I have what I need to carry stuff on my bike — nothing more complicated than a rack and a bag. As a bonus I’ve realized that using a car allowed me to build up quite the deadweight of things I didn’t really need to carry and I’ve lost some weight.

I realize how much easier it is to get around on a bike than in a car in downtown traffic — something I started to pick up on as soon as I realized that when I biked to a meeting, I was inside and sitting down while others prowled for parking spots close to the door to cut down on all that exhausting walking.

I shifted my clothes shopping habits only slightly, to make sure my skirts let me get on the bike and my pant legs don’t get caught in the chain. Shoes? You can bike in anything. It’s easier to bike in high heels than it is to walk in them.

I got everything in my life lined up to eliminate barriers to biking, which, coincidentally, meant I started to notice barriers to driving that before I had taken for granted.

In short, I developed new habits that make biking, rather than driving, the easy choice.

And while I don’t recommend biking on autopilot (mindlessness: the bane of everyone maneuvering in traffic), with those habits I’ve made it oh so easy to get on my bike without even thinking about how I’m going to get to work. It required a lot more thought when I was choosing between biking and driving. By thought, that is, I mean hassle factor.

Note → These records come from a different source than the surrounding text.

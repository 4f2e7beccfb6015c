//! Parsers for PBS command output.

use crate::job::JobState;

/// PBS job state code.
#[derive(Debug, Clone, PartialEq, Eq)]
pub enum PbsState {
    /// Job is queued and waiting for resources.
    Queued,
    Running,
    /// Job is exiting (finishing up).
    Exiting,
    Completed,
    /// Job is held and will not run until released.
    Held,
    /// Job is waiting for its scheduled start time.
    Waiting,
    Suspended,
    /// Job is being moved to another location.
    Transit,
    /// Array job with subjobs running.
    ArrayRunning,
    /// Finished PBS Pro job (`F`).
    Finished,
    /// Expired subjob.
    Expired,
    Unknown(String),
}

impl PbsState {
    /// Parse a state code or its long name.
    pub fn parse(token: &str) -> Self {
        match token.trim().to_uppercase().as_str() {
            "Q" | "QUEUED" => PbsState::Queued,
            "R" | "RUNNING" => PbsState::Running,
            "E" | "EXITING" => PbsState::Exiting,
            "C" | "COMPLETED" => PbsState::Completed,
            "H" | "HELD" => PbsState::Held,
            "W" | "WAITING" => PbsState::Waiting,
            "S" | "SUSPENDED" => PbsState::Suspended,
            "T" | "TRANSIT" => PbsState::Transit,
            "B" | "BEGUN" => PbsState::ArrayRunning,
            "F" | "FINISHED" => PbsState::Finished,
            "X" | "EXPIRED" => PbsState::Expired,
            _ => PbsState::Unknown(token.to_string()),
        }
    }

    /// The canonical state for this PBS state.
    pub fn job_state(&self) -> JobState {
        match self {
            PbsState::Queued | PbsState::Held | PbsState::Waiting | PbsState::Transit => {
                JobState::Pending
            }
            PbsState::Running | PbsState::Exiting | PbsState::ArrayRunning => JobState::Running,
            PbsState::Completed | PbsState::Finished => JobState::Done,
            PbsState::Suspended => JobState::Suspended,
            PbsState::Expired => JobState::Failed,
            PbsState::Unknown(_) => JobState::Unknown,
        }
    }
}

/// Extract the job id from `qsub` output.
///
/// qsub output format varies by PBS implementation:
/// - PBS Pro: "12345.pbs-server"
/// - Torque: "12345.server.domain.com"
/// - some sites: just "12345"
pub fn parse_qsub_output(output: &str) -> Option<String> {
    output
        .lines()
        .map(str::trim)
        .filter(|line| !line.is_empty())
        .filter(|line| {
            let number = line.split('.').next().unwrap_or_default();
            !number.is_empty()
                && number.chars().all(|c| c.is_ascii_digit())
                && !line.contains(char::is_whitespace)
        })
        .last()
        .map(str::to_string)
}

/// Parse brief `qstat` output into `(id, state code)` pairs owned by `user`.
///
/// ```text
/// Job id            Name             User              Time Use S Queue
/// ----------------  ---------------- ----------------  -------- - -----
/// 12345.pbs-server  my_job           user              00:05:23 R batch
/// ```
pub fn parse_qstat_brief_output(output: &str, user: &str) -> Vec<(String, String)> {
    output
        .lines()
        .filter_map(|line| {
            let parts: Vec<&str> = line.split_whitespace().collect();
            if parts.len() < 6 || parts[0].starts_with('-') || parts[0] == "Job" {
                return None;
            }
            // parts[1] is the name, parts[3] the time used
            if parts[2] != user {
                return None;
            }
            Some((parts[0].to_string(), parts[4].to_string()))
        })
        .collect()
}

/// Extract `Exit_status` from `qstat -f` output.
///
/// ```text
/// Job Id: 12345.pbs-server
///     Job_Name = my_job
///     job_state = C
///     Exit_status = 0
/// ```
pub fn parse_qstat_exit_status(output: &str) -> Option<i32> {
    output.lines().find_map(|line| {
        let (key, value) = line.trim().split_once('=')?;
        if key.trim() == "Exit_status" {
            value.trim().parse().ok()
        } else {
            None
        }
    })
}

/// Whether two PBS ids name the same job.
///
/// Brief `qstat` output truncates long server names, so only the sequence
/// number and the visible part of the server name are compared.
pub fn same_job(listed: &str, backend_id: &str) -> bool {
    if listed == backend_id {
        return true;
    }
    match listed.strip_suffix('*') {
        Some(prefix) => backend_id.starts_with(prefix),
        None => listed.split('.').next() == backend_id.split('.').next(),
    }
}

#[cfg(test)]
mod tests {
    use super::*;

    #[test]
    fn test_parse_qsub_output() {
        assert_eq!(parse_qsub_output("12345.pbs-server\n"), Some("12345.pbs-server".to_string()));
        assert_eq!(
            parse_qsub_output("12345.server.domain.com"),
            Some("12345.server.domain.com".to_string())
        );
        assert_eq!(parse_qsub_output("98765"), Some("98765".to_string()));
    }

    #[test]
    fn test_parse_qsub_output_error() {
        assert!(parse_qsub_output("qsub: Unknown queue MSG=cannot locate queue").is_none());
        assert!(parse_qsub_output("").is_none());
    }

    #[test]
    fn test_parse_qstat_brief_output() {
        let output = "\
Job id            Name             User              Time Use S Queue
----------------  ---------------- ----------------  -------- - -----
12345.pbs-server  my_job           alice             00:05:23 R batch
12346.pbs-server  other            bob               00:00:00 Q batch
12347.pbs-server  wrapper.sh       alice             0        Q batch
";
        assert_eq!(
            parse_qstat_brief_output(output, "alice"),
            vec![
                ("12345.pbs-server".to_string(), "R".to_string()),
                ("12347.pbs-server".to_string(), "Q".to_string()),
            ]
        );
        assert!(parse_qstat_brief_output("", "alice").is_empty());
    }

    #[test]
    fn test_parse_qstat_exit_status() {
        let output = "Job Id: 12345.pbs-server\n    Job_Name = my_job\n    job_state = C\n    Exit_status = 2\n";
        assert_eq!(parse_qstat_exit_status(output), Some(2));
        assert_eq!(parse_qstat_exit_status("Job Id: 1.s\n    job_state = R\n"), None);
    }

    #[test]
    fn test_state_mapping() {
        for code in ["Q", "H", "W", "T"] {
            assert_eq!(PbsState::parse(code).job_state(), JobState::Pending, "{code}");
        }
        for code in ["R", "E", "B"] {
            assert_eq!(PbsState::parse(code).job_state(), JobState::Running, "{code}");
        }
        assert_eq!(PbsState::parse("C").job_state(), JobState::Done);
        assert_eq!(PbsState::parse("F").job_state(), JobState::Done);
        assert_eq!(PbsState::parse("S").job_state(), JobState::Suspended);
        assert_eq!(PbsState::parse("X").job_state(), JobState::Failed);
        assert_eq!(PbsState::parse("Z").job_state(), JobState::Unknown);
    }

    #[test]
    fn test_same_job() {
        assert!(same_job("12345.pbs-server", "12345.pbs-server"));
        assert!(same_job("12345.pbs-serv*", "12345.pbs-server.example.org"));
        assert!(same_job("12345.head", "12345.head.cluster.org"));
        assert!(!same_job("12346.head", "12345.head"));
    }
}
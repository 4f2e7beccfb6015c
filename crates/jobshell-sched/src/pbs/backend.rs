//! PBS implementation of [`JobBackend`].

use crate::backend::JobBackend;
use crate::description::{JobAttribute, JobDescription};
use crate::job::JobState;
use crate::pbs::parser::{self, PbsState};
use crate::pbs::templates;

/// Command vocabulary of PBS and Torque.
#[derive(Debug, Default, Clone, Copy)]
pub struct PbsBackend;

impl PbsBackend {
    pub fn new() -> Self {
        Self
    }
}

impl JobBackend for PbsBackend {
    fn family(&self) -> &'static str {
        "pbs"
    }

    fn supports(&self, attribute: JobAttribute) -> bool {
        !matches!(
            attribute,
            JobAttribute::Input
                | JobAttribute::ThreadsPerProcess
                | JobAttribute::TotalCpuCount
                | JobAttribute::CandidateHosts
        )
    }

    fn render_script(&self, description: &JobDescription) -> String {
        templates::generate_pbs_script(description)
    }

    fn submit_command(&self, script_path: &str) -> String {
        format!("qsub {script_path}")
    }

    fn parse_submission(&self, output: &str) -> Option<String> {
        parser::parse_qsub_output(output)
    }

    fn listing_command(&self, _user: &str) -> String {
        "qstat".to_string()
    }

    fn parse_listing(&self, output: &str, user: &str) -> Vec<(String, String)> {
        parser::parse_qstat_brief_output(output, user)
    }

    fn map_state(&self, token: &str) -> JobState {
        PbsState::parse(token).job_state()
    }

    fn same_job(&self, listed: &str, backend_id: &str) -> bool {
        parser::same_job(listed, backend_id)
    }

    fn cancel_command(&self, backend_id: &str) -> String {
        format!("qdel {backend_id}")
    }

    fn exit_code_command(&self, backend_id: &str) -> String {
        format!("qstat -f {backend_id}")
    }

    fn parse_exit_code(&self, output: &str) -> Option<i32> {
        parser::parse_qstat_exit_status(output)
    }
}

#[cfg(test)]
mod tests {
    use super::*;

    #[test]
    fn test_commands() {
        let backend = PbsBackend::new();
        assert_eq!(backend.family(), "pbs");
        assert_eq!(backend.submit_command("/tmp/wrapper.sh"), "qsub /tmp/wrapper.sh");
        assert_eq!(backend.listing_command("alice"), "qstat");
        assert_eq!(backend.cancel_command("12.head"), "qdel 12.head");
        assert_eq!(backend.exit_code_command("12.head"), "qstat -f 12.head");
    }

    #[test]
    fn test_unsupported_attributes() {
        let backend = PbsBackend::new();
        let jd = JobDescription::new("/bin/cat")
            .with_input("data.txt")
            .with_threads_per_process(4);
        assert_eq!(
            backend.unsupported(&jd),
            vec![JobAttribute::Input, JobAttribute::ThreadsPerProcess]
        );
    }
}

On any given day I follow one of two habits: bike to the bus stop, put my bike on the rack, and read all the way to the office, or bike the full 10.5 miles and arrive charged up and fully oxygenated. I reverse it in the evening — again, without having to think about it beyond looking at the One Bus Away app to see when the next bus leaves and choosing between 30 minutes and 60 minutes for the trip home.*

Either way I’ve had a space and time that are just mine before plunging into the whirlwind and I’ll have another space and time on the way home to shift my mental gears, along with exercise for body and mind.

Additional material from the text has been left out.